Baby boomers have a reputation for being addicted to exercise and obsessed with eating well.
But that story didn't jibe with what physician Dana E. King and his colleagues see walking through the door of their family practice every day in Morgantown, W.Va.
"The perception is that the baby boomers are very active — they are, you know, climbing up mountains, and they are a very healthy bunch," says King, a professor in the department of family medicine at the West Virginia University School of Medicine. "We actually see people that are burdened with diabetes, hypertension, obesity, [and] who are taking an awful lot of medication."
So King and his colleagues mined data from the National Health and Nutrition Examination Survey, a big federal survey, to compare baby boomers — those who are now in their late 40s to 60s — with people from two decades ago who were in that age bracket.
There were some surprises, says King, who, along with his colleagues, reports the results in the journal JAMA Internal Medicine.
Baby boomers are healthier in some important ways. They are much less likely to smoke, have emphysema or get heart attacks. But in lots of other ways, the picture's not so great.
"The proportion of people with diabetes, high blood pressure and obesity [is] increasing. And perhaps even more disturbing, the proportion of people who are disabled increased substantially," King says.
Double the percentage of baby boomers, as compared with the previous generation, need a cane or a walker to get around. And even more have problems so bad that they can't work.
"Only 13 percent of people said they were in excellent health compared with 33 percent a generation ago, and twice as many said they were in poor health," King says. "And that's by their own admission."
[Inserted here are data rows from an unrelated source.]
use anyhow::{bail, Context, Result};

/// Which `PortalStore` implementation backs the API.
#[derive(Debug, Clone, Copy, PartialEq, Eq)]
pub enum StorageBackend {
    Postgres,
    Memory,
}

impl StorageBackend {
    fn parse(raw: &str) -> Result<Self> {
        match raw.trim().to_ascii_lowercase().as_str() {
            "postgres" | "postgresql" => Ok(StorageBackend::Postgres),
            "memory" => Ok(StorageBackend::Memory),
            other => bail!("STORAGE_BACKEND must be 'postgres' or 'memory', got '{other}'"),
        }
    }
}

/// Application configuration loaded from environment variables.
/// Startup fails if required variables are missing.
#[derive(Debug, Clone)]
pub struct Config {
    pub storage: StorageBackend,
    pub database_url: Option<String>,
    pub jwt_secret: String,
    pub jwt_ttl_hours: i64,
    pub port: u16,
    pub rust_log: String,
}

impl Config {
    pub fn from_env() -> Result<Self> {
        dotenvy::dotenv().ok(); // load .env if present; ignore if missing

        let storage = StorageBackend::parse(
            &std::env::var("STORAGE_BACKEND").unwrap_or_else(|_| "postgres".to_string()),
        )?;
        let database_url = match storage {
            StorageBackend::Postgres => Some(require_env("DATABASE_URL")?),
            StorageBackend::Memory => std::env::var("DATABASE_URL").ok(),
        };

        Ok(Config {
            storage,
            database_url,
            jwt_secret: require_env("JWT_SECRET")?,
            jwt_ttl_hours: parse_ttl_hours(
                &std::env::var("JWT_TTL_HOURS").unwrap_or_else(|_| "168".to_string()),
            )?,
            port: std::env::var("PORT")
                .unwrap_or_else(|_| "8080".to_string())
                .parse::<u16>()
                .context("PORT must be a valid port number")?,
            rust_log: std::env::var("RUST_LOG").unwrap_or_else(|_| "info".to_string()),
        })
    }

    /// Configuration used by the in-process router tests.
    #[cfg(test)]
    pub fn for_tests() -> Self {
        Config {
            storage: StorageBackend::Memory,
            database_url: None,
            jwt_secret: "test-secret-do-not-use".to_string(),
            jwt_ttl_hours: 1,
            port: 0,
            rust_log: "debug".to_string(),
        }
    }
}

/// Token lifetime bounds: at least an hour, at most a year.
const JWT_TTL_HOURS_RANGE: std::ops::RangeInclusive<i64> = 1..=8760;

fn parse_ttl_hours(raw: &str) -> Result<i64> {
    let hours = raw
        .trim()
        .parse::<i64>()
        .context("JWT_TTL_HOURS must be a whole number of hours")?;
    if !JWT_TTL_HOURS_RANGE.contains(&hours) {
        bail!("JWT_TTL_HOURS must be between 1 and 8760, got {hours}");
    }
    Ok(hours)
}

fn require_env(key: &str) -> Result<String> {
    std::env::var(key).with_context(|| format!("Required environment variable '{key}' is not set"))
}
King says the reasons are pretty clear: big increases in obesity and big decreases in exercise.
"About half of people 20 years ago said they exercised regularly, which meant three times a week, and that rate now is only about 18 percent," he says. "That's an astonishing change in just one generation."
The impact could be far-reaching if millions of baby boomers are already in such bad shape just as they're starting to grow old.
"The implications for health care costs in the next decade are astounding," King says. "The baby boomers are going into those high medical-use years in much worse condition than their forefathers."
The report comes at a time when the baby boomers are starting to enter old age in large numbers. "There are ... something like 10,000 a day reaching 65," says Richard Suzman of the National Institute on Aging. "It doesn't look good."
Part of the reported decline in health may be that baby boomers look sicker. They're getting diagnosed and treated for health problems their parents never knew they had.
But there may also be something else going on. "I'm part of the leading edge of the baby boom, and I know from personal experience that we have high expectations of life," says Linda Martin, who studies health trends at the Rand Corp. "And so it could be that the decline in reports of excellent health could simply be that we have [a] higher expectation of what excellent health is."
Despite all this, baby boomers are living longer than their parents. But along the way, they're having a lot more knee operations and taking a lot more pills for blood pressure, cholesterol and diabetes.